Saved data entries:
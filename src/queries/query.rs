use serde_json::{Map, Value};
use tracing::debug;

use crate::queries::{
    error::{QueryError, QueryResult},
    executor::{SqlExecutor, TextRow},
    fields::{BoundField, QueryField},
    subquery::Subquery,
    table::{ColumnKind, Table},
};

pub const BASE_TABLE_ALIAS: &str = "base_table";

pub type Document = Map<String, Value>;

#[derive(Debug, Clone)]
pub enum Join {
    Table(Table),
    Subquery(Subquery),
}

impl Join {
    fn render(&self, alias: &str, base_table: &Table) -> QueryResult<String> {
        match self {
            Self::Table(table) => table.join_table(alias, base_table, BASE_TABLE_ALIAS),
            Self::Subquery(subquery) => subquery.join_table(alias, base_table, BASE_TABLE_ALIAS),
        }
    }
}

impl From<Table> for Join {
    fn from(table: Table) -> Self {
        Self::Table(table)
    }
}

impl From<Subquery> for Join {
    fn from(subquery: Subquery) -> Self {
        Self::Subquery(subquery)
    }
}

/// Declarative description of a query: base table, aliased joins and aliased fields,
/// all in declaration order.
#[derive(Debug, Clone)]
pub struct QuerySpec {
    pub base_table: Table,
    pub joins: Vec<(String, Join)>,
    pub fields: Vec<(String, QueryField)>,
}

impl QuerySpec {
    pub fn new(base_table: Table) -> Self {
        Self {
            base_table,
            joins: Vec::new(),
            fields: Vec::new(),
        }
    }

    pub fn join(mut self, alias: impl Into<String>, join: impl Into<Join>) -> Self {
        self.joins.push((alias.into(), join.into()));
        self
    }

    pub fn field(mut self, alias: impl Into<String>, field: impl Into<QueryField>) -> Self {
        self.fields.push((alias.into(), field.into()));
        self
    }

    pub fn has_field(&self, alias: &str) -> bool {
        self.fields.iter().any(|(name, _)| name == alias)
    }

    pub fn field_names(&self) -> Vec<String> {
        self.fields.iter().map(|(name, _)| name.clone()).collect()
    }

    /// Dotted names pass through. A declared column field resolves to its source
    /// column; any other name must be a column of the base table.
    pub(crate) fn lookup_column(&self, field: &str) -> QueryResult<String> {
        if field.contains('.') {
            return Ok(field.to_string());
        }
        let declared = self.fields.iter().find_map(|(name, query_field)| match query_field {
            QueryField::Column(column) if name == field => Some(column),
            _ => None,
        });
        if let Some(column) = declared {
            return Ok(format!("{}.{}", column.source(BASE_TABLE_ALIAS), column.column));
        }
        if self.base_table.has_column(field) {
            return Ok(format!("{BASE_TABLE_ALIAS}.{field}"));
        }
        Err(QueryError::UnknownField {
            relation: self.base_table.name().to_string(),
            field: field.to_string(),
        })
    }

    pub(crate) fn scope(&self) -> Scope<'_> {
        Scope {
            base_table: &self.base_table,
            joins: &self.joins,
        }
    }
}

/// Name resolution for fields: `base_table` plus every join alias.
pub(crate) struct Scope<'a> {
    base_table: &'a Table,
    joins: &'a [(String, Join)],
}

enum Relation<'a> {
    Table(&'a Table),
    Subquery(&'a Subquery),
}

impl<'a> Scope<'a> {
    pub(crate) fn base_alias(&self) -> &'static str {
        BASE_TABLE_ALIAS
    }

    fn relation(&self, alias: &str) -> QueryResult<Relation<'a>> {
        if alias == BASE_TABLE_ALIAS {
            return Ok(Relation::Table(self.base_table));
        }
        match self.joins.iter().find(|(name, _)| name == alias) {
            Some((_, Join::Table(table))) => Ok(Relation::Table(table)),
            Some((_, Join::Subquery(subquery))) => Ok(Relation::Subquery(subquery)),
            None => Err(QueryError::UnknownRelation(alias.to_string())),
        }
    }

    pub(crate) fn table(&self, alias: &str) -> QueryResult<&'a Table> {
        match self.relation(alias)? {
            Relation::Table(table) => Ok(table),
            Relation::Subquery(subquery) => subquery
                .source_table()
                .ok_or_else(|| QueryError::UnknownRelation(format!("{alias} is not a table"))),
        }
    }

    pub(crate) fn kind_of(&self, alias: &str, column: &str) -> QueryResult<Option<ColumnKind>> {
        match self.relation(alias)? {
            Relation::Table(table) => table.get_kind(column).map(Some),
            Relation::Subquery(subquery) => subquery.get_kind(column),
        }
    }

    pub(crate) fn columns_of(&self, alias: &str) -> QueryResult<Vec<(String, Option<ColumnKind>)>> {
        match self.relation(alias)? {
            Relation::Table(table) => Ok(table
                .columns()
                .iter()
                .map(|c| (c.name.clone(), Some(c.kind.clone())))
                .collect()),
            Relation::Subquery(subquery) => subquery.field_kinds(),
        }
    }
}

#[derive(Debug, Clone, Copy, PartialEq, Eq)]
pub enum QueryMode {
    /// One row per base-table primary key.
    Distinct,
    /// Rows grouped by every non-aggregate field.
    Aggregate,
}

#[derive(Debug, Clone, PartialEq)]
pub struct Lookup {
    pub key: String,
    pub value: Value,
}

impl Lookup {
    fn render(&self, spec: &QuerySpec) -> QueryResult<String> {
        let (field, operator) = self
            .key
            .split_once("__")
            .unwrap_or((self.key.as_str(), "equal"));
        let column = spec.lookup_column(field)?;

        let predicate = match operator {
            "equal" | "exact" => format!("= {}", sql_literal(&self.value)?),
            "in" => {
                let values = match &self.value {
                    Value::Array(values) if !values.is_empty() => values,
                    Value::Array(_) | Value::Null => return Err(QueryError::EmptyInLookup),
                    other => return Err(QueryError::UnsupportedValue(type_name(other).to_string())),
                };
                let literals = values
                    .iter()
                    .map(sql_literal)
                    .collect::<QueryResult<Vec<_>>>()?;
                format!("= ANY(ARRAY[{}])", literals.join(","))
            }
            "isnull" => match &self.value {
                Value::Bool(true) => "IS NULL".to_string(),
                Value::Bool(false) => "IS NOT NULL".to_string(),
                other => return Err(QueryError::UnsupportedValue(type_name(other).to_string())),
            },
            other => return Err(QueryError::UnsupportedLookup(other.to_string())),
        };

        Ok(format!("{column} {predicate}"))
    }
}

■ **Action item**
Using the records above, say how many lines contain the string "None"; offer no other text.

■ **Expected answer**
2